**ASSIGNMENT**. Print the listing below from its opening line through the line holding "before being compared.", both ends included.

"""

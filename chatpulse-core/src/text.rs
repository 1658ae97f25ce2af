//! Text canonicalization shared by topic classification and FAQ matching.
//!
//! Every comparison in the engine runs on normalized text, so two strings
//! that differ only in case, accents, punctuation or spacing compare equal.

use unicode_normalization::char::is_combining_mark;
use unicode_normalization::UnicodeNormalization;

/// Canonicalize free text for matching.
///
/// Lower-cases, decomposes and drops combining marks, replaces anything that
/// is not a letter, number or whitespace with a space, then collapses
/// whitespace runs and trims. The result is stable under reapplication.
///
/// Note that decomposition also strips the breve of `й` and the diaeresis of
/// `ї`; keywords must go through this function too before being compared.
pub fn normalize(text: &str) -> String {
    let lowered: String = text.chars().flat_map(char::to_lowercase).collect();

    let cleaned: String = lowered
        .nfd()
        .filter(|c| !is_combining_mark(*c))
        .map(|c| {
            if c.is_alphanumeric() || c.is_whitespace() {
                c
            } else {
                ' '
            }
        })
        .collect();

    cleaned.split_whitespace().collect::<Vec<_>>().join(" ")
}

/// Truncate to at most `max_chars` characters (not bytes).
pub fn truncate_chars(text: &str, max_chars: usize) -> &str {
    match text.char_indices().nth(max_chars) {
        Some((idx, _)) => &text[..idx],
        None => text,
    }
}
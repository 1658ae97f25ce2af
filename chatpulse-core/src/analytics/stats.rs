//! Derived, read-only metrics over day buckets.
//!
//! Everything here is a pure function of its inputs; the aggregator hands in
//! a consistent snapshot and receives owned report values back.

use crate::types::{DayBucket, FeedbackRecord, PopularQuestion, SourceTally, TopicCount};
use chrono::NaiveDate;
use serde::{Deserialize, Serialize};

/// Number of topics reported per day.
pub const TOP_TOPICS: usize = 5;
/// Popular questions included in an export.
pub const EXPORT_POPULAR_QUESTIONS: usize = 20;
/// Feedback records included in an export.
pub const EXPORT_RECENT_FEEDBACK: usize = 50;

/// Percentage of ratings per sentiment bucket.
///
/// Each bucket is rounded on its own, so the three need not sum to 100.
#[derive(Debug, Clone, Copy, Default, PartialEq, Eq, Serialize, Deserialize)]
pub struct SatisfactionDistribution {
    /// Ratings of 4 and above
    pub positive: u32,
    /// Ratings of exactly 3
    pub neutral: u32,
    /// Ratings below 3
    pub negative: u32,
}

impl SatisfactionDistribution {
    pub fn from_ratings(ratings: &[u8]) -> Self {
        if ratings.is_empty() {
            return Self::default();
        }

        let (mut positive, mut neutral, mut negative) = (0usize, 0usize, 0usize);
        for &rating in ratings {
            match rating {
                r if r >= 4 => positive += 1,
                3 => neutral += 1,
                _ => negative += 1,
            }
        }

        let pct = |count: usize| ((count as f64 / ratings.len() as f64) * 100.0).round() as u32;
        Self {
            positive: pct(positive),
            neutral: pct(neutral),
            negative: pct(negative),
        }
    }
}

/// Report for one calendar day.
#[derive(Debug, Clone, PartialEq, Serialize, Deserialize)]
#[serde(rename_all = "camelCase")]
pub struct DayStats {
    pub date: NaiveDate,
    pub total_sessions: u64,
    pub total_messages: u64,
    pub average_messages_per_session: u64,
    pub response_source_distribution: SourceTally,
    pub average_satisfaction: Option<f64>,
    pub satisfaction_distribution: SatisfactionDistribution,
    pub top_topics: Vec<TopicCount>,
}

impl DayStats {
    pub fn from_bucket(date: NaiveDate, bucket: &DayBucket) -> Self {
        let average_messages_per_session = if bucket.total_sessions == 0 {
            0
        } else {
            (bucket.total_messages as f64 / bucket.total_sessions as f64).round() as u64
        };

        let average_satisfaction = mean(bucket.satisfaction_ratings.iter().map(|r| *r as f64));

        let mut top_topics: Vec<TopicCount> = bucket
            .topic_distribution
            .iter()
            .map(|(topic, count)| TopicCount {
                topic: *topic,
                count: *count,
            })
            .collect();
        top_topics.sort_by(|a, b| b.count.cmp(&a.count));
        top_topics.truncate(TOP_TOPICS);

        Self {
            date,
            total_sessions: bucket.total_sessions,
            total_messages: bucket.total_messages,
            average_messages_per_session,
            response_source_distribution: bucket.source_distribution,
            average_satisfaction,
            satisfaction_distribution: SatisfactionDistribution::from_ratings(
                &bucket.satisfaction_ratings,
            ),
            top_topics,
        }
    }
}

/// Inclusive date range of an export.
#[derive(Debug, Clone, Copy, PartialEq, Eq, Serialize, Deserialize)]
pub struct ExportPeriod {
    pub start: NaiveDate,
    pub end: NaiveDate,
}

impl ExportPeriod {
    /// Every calendar day from start to end, inclusive. Empty when reversed.
    pub fn days(&self) -> impl Iterator<Item = NaiveDate> + '_ {
        self.start.iter_days().take_while(move |day| *day <= self.end)
    }
}

/// Totals across the days of an export.
#[derive(Debug, Clone, Default, PartialEq, Serialize, Deserialize)]
#[serde(rename_all = "camelCase")]
pub struct ExportSummary {
    pub total_sessions: u64,
    pub total_messages: u64,
    /// Mean of the per-day averages, not weighted by volume
    pub average_satisfaction: Option<f64>,
    /// Days in the period that had data
    pub active_days: usize,
}

impl ExportSummary {
    pub fn from_days(daily: &[DayStats]) -> Self {
        Self {
            total_sessions: daily.iter().map(|d| d.total_sessions).sum(),
            total_messages: daily.iter().map(|d| d.total_messages).sum(),
            average_satisfaction: mean(daily.iter().filter_map(|d| d.average_satisfaction)),
            active_days: daily.len(),
        }
    }
}

/// Full report over a date range.
#[derive(Debug, Clone, PartialEq, Serialize, Deserialize)]
#[serde(rename_all = "camelCase")]
pub struct ExportStats {
    pub period: ExportPeriod,
    pub daily_stats: Vec<DayStats>,
    pub popular_questions: Vec<PopularQuestion>,
    pub recent_feedback: Vec<FeedbackRecord>,
    pub summary: ExportSummary,
}

impl ExportStats {
    /// Response-source counts summed over every day.
    pub fn source_totals(&self) -> SourceTally {
        let mut totals = SourceTally::default();
        for day in &self.daily_stats {
            totals.add(&day.response_source_distribution);
        }
        totals
    }
}

/// Percentage change from `previous` to `current`, rounded.
///
/// A zero baseline reports 100 for any growth and 0 otherwise.
pub fn percent_change(current: f64, previous: f64) -> i64 {
    if previous == 0.0 {
        return if current > 0.0 { 100 } else { 0 };
    }
    ((current - previous) / previous * 100.0).round() as i64
}

/// Round to two decimal places.
pub fn round2(value: f64) -> f64 {
    (value * 100.0).round() / 100.0
}

/// Mean rounded to two decimals, `None` for an empty input.
fn mean(values: impl Iterator<Item = f64>) -> Option<f64> {
    let (sum, count) = values.fold((0.0, 0usize), |(sum, count), v| (sum + v, count + 1));
    if count == 0 {
        None
    } else {
        Some(round2(sum / count as f64))
    }
}

#[cfg(test)]
mod tests {
    use super::*;
    use crate::topics::Topic;

    fn date(y: i32, m: u32, d: u32) -> NaiveDate {
        NaiveDate::from_ymd_opt(y, m, d).unwrap()
    }

    #[test]
    fn test_percent_change() {
        assert_eq!(percent_change(0.0, 0.0), 0);
        assert_eq!(percent_change(5.0, 0.0), 100);
        assert_eq!(percent_change(10.0, 20.0), -50);
        assert_eq!(percent_change(123.0, 100.0), 23);
        assert_eq!(percent_change(4.5, 4.0), 13);
    }

    #[test]
    fn test_satisfaction_distribution_rounds_each_bucket() {
        let dist = SatisfactionDistribution::from_ratings(&[5, 5, 5, 2, 2]);
        assert_eq!(
            dist,
            SatisfactionDistribution {
                positive: 60,
                neutral: 0,
                negative: 40
            }
        );

        // 33 + 33 + 33: independent rounding, not forced to 100.
        let dist = SatisfactionDistribution::from_ratings(&[5, 3, 1]);
        assert_eq!(dist.positive + dist.neutral + dist.negative, 99);

        assert_eq!(
            SatisfactionDistribution::from_ratings(&[]),
            SatisfactionDistribution::default()
        );
    }

    #[test]
    fn test_day_stats_from_bucket() {
        let mut bucket = DayBucket {
            total_sessions: 3,
            total_messages: 8,
            satisfaction_ratings: vec![5, 4, 2],
            ..Default::default()
        };
        bucket.source_distribution.faq = 2;
        bucket.source_distribution.ai = 2;
        for (topic, count) in [
            (Topic::Schedule, 1),
            (Topic::Pricing, 4),
            (Topic::Trainers, 2),
            (Topic::Booking, 3),
            (Topic::Health, 1),
            (Topic::Other, 5),
        ] {
            bucket.topic_distribution.insert(topic, count);
        }

        let stats = DayStats::from_bucket(date(2026, 10, 18), &bucket);
        assert_eq!(stats.average_messages_per_session, 3);
        assert_eq!(stats.average_satisfaction, Some(3.67));
        assert_eq!(stats.top_topics.len(), 5);
        assert_eq!(stats.top_topics[0].topic, Topic::Other);
        assert_eq!(stats.top_topics[1].topic, Topic::Pricing);
        // Ties keep topic order: Schedule before Health.
        assert_eq!(stats.top_topics[4].topic, Topic::Schedule);
    }

    #[test]
    fn test_day_stats_without_sessions_or_ratings() {
        let stats = DayStats::from_bucket(date(2026, 10, 18), &DayBucket::default());
        assert_eq!(stats.average_messages_per_session, 0);
        assert_eq!(stats.average_satisfaction, None);
        assert!(stats.top_topics.is_empty());
    }

    #[test]
    fn test_summary_is_mean_of_daily_means() {
        let mut a = DayStats::from_bucket(date(2026, 10, 1), &DayBucket::default());
        a.total_sessions = 10;
        a.average_satisfaction = Some(5.0);
        let mut b = DayStats::from_bucket(date(2026, 10, 2), &DayBucket::default());
        b.total_sessions = 1;
        b.average_satisfaction = Some(2.0);
        let c = DayStats::from_bucket(date(2026, 10, 3), &DayBucket::default());

        let summary = ExportSummary::from_days(&[a, b, c]);
        assert_eq!(summary.total_sessions, 11);
        assert_eq!(summary.average_satisfaction, Some(3.5));
        assert_eq!(summary.active_days, 3);

        let empty = ExportSummary::from_days(&[]);
        assert_eq!(empty.total_sessions, 0);
        assert_eq!(empty.average_satisfaction, None);
    }

    #[test]
    fn test_period_days_inclusive() {
        let period = ExportPeriod {
            start: date(2026, 2, 27),
            end: date(2026, 3, 2),
        };
        let days: Vec<_> = period.days().collect();
        assert_eq!(days.len(), 4);
        assert_eq!(days[3], date(2026, 3, 2));

        let reversed = ExportPeriod {
            start: date(2026, 3, 2),
            end: date(2026, 2, 27),
        };
        assert_eq!(reversed.days().count(), 0);
    }

    #[test]
    fn test_day_stats_field_names() {
        let mut bucket = DayBucket {
            total_sessions: 1,
            total_messages: 2,
            ..Default::default()
        };
        bucket.source_distribution.faq = 1;
        let json = serde_json::to_value(DayStats::from_bucket(date(2026, 10, 18), &bucket)).unwrap();
        assert_eq!(json["date"], "2026-10-18");
        assert_eq!(json["totalSessions"], 1);
        assert_eq!(json["averageMessagesPerSession"], 2);
        assert_eq!(json["responseSourceDistribution"]["faq"], 1);
        assert!(json["averageSatisfaction"].is_null());
        assert_eq!(json["satisfactionDistribution"]["positive"], 0);
    }
}
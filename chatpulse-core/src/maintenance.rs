//! Background retention for long-running hosts.
//!
//! The aggregator never prunes on its own. Hosts that want periodic pruning
//! spawn this task next to their server loop and abort the handle on
//! shutdown.

use crate::analytics::ChatAnalytics;
use std::sync::Arc;
use std::time::Duration;
use tokio::task::JoinHandle;
use tokio::time::MissedTickBehavior;

/// Shortest pause between retention passes.
pub const MIN_RETENTION_INTERVAL: Duration = Duration::from_millis(1);

/// Run [`ChatAnalytics::clean_old_data`] every `every`, starting after the
/// first full interval. Intervals shorter than [`MIN_RETENTION_INTERVAL`],
/// including zero, are raised to it.
///
/// Must be called from within a tokio runtime.
pub fn spawn_retention_task(
    analytics: Arc<ChatAnalytics>,
    every: Duration,
    days_to_keep: u32,
) -> JoinHandle<()> {
    let every = every.max(MIN_RETENTION_INTERVAL);
    tokio::spawn(async move {
        let mut ticker = tokio::time::interval(every);
        ticker.set_missed_tick_behavior(MissedTickBehavior::Delay);
        // The first tick completes immediately.
        ticker.tick().await;

        loop {
            ticker.tick().await;
            let report = analytics.clean_old_data(days_to_keep);
            tracing::debug!(
                buckets_removed = report.buckets_removed,
                feedback_removed = report.feedback_removed,
                "Retention pass finished"
            );
        }
    })
}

"""

**PROBLEM SOLUTION**.
filename chatpulse-core/src/text.rs
repository 1658ae97f25ce2af
//! Text canonicalization shared by topic classification and FAQ matching.
//!
//! Every comparison in the engine runs on normalized text, so two strings
//! that differ only in case, accents, punctuation or spacing compare equal.

use unicode_normalization::char::is_combining_mark;
use unicode_normalization::UnicodeNormalization;

/// Canonicalize free text for matching.
///
/// Lower-cases, decomposes and drops combining marks, replaces anything that
/// is not a letter, number or whitespace with a space, then collapses
/// whitespace runs and trims. The result is stable under reapplication.
///
/// Note that decomposition also strips the breve of `й` and the diaeresis of
/// `ї`; keywords must go through this function too before being compared.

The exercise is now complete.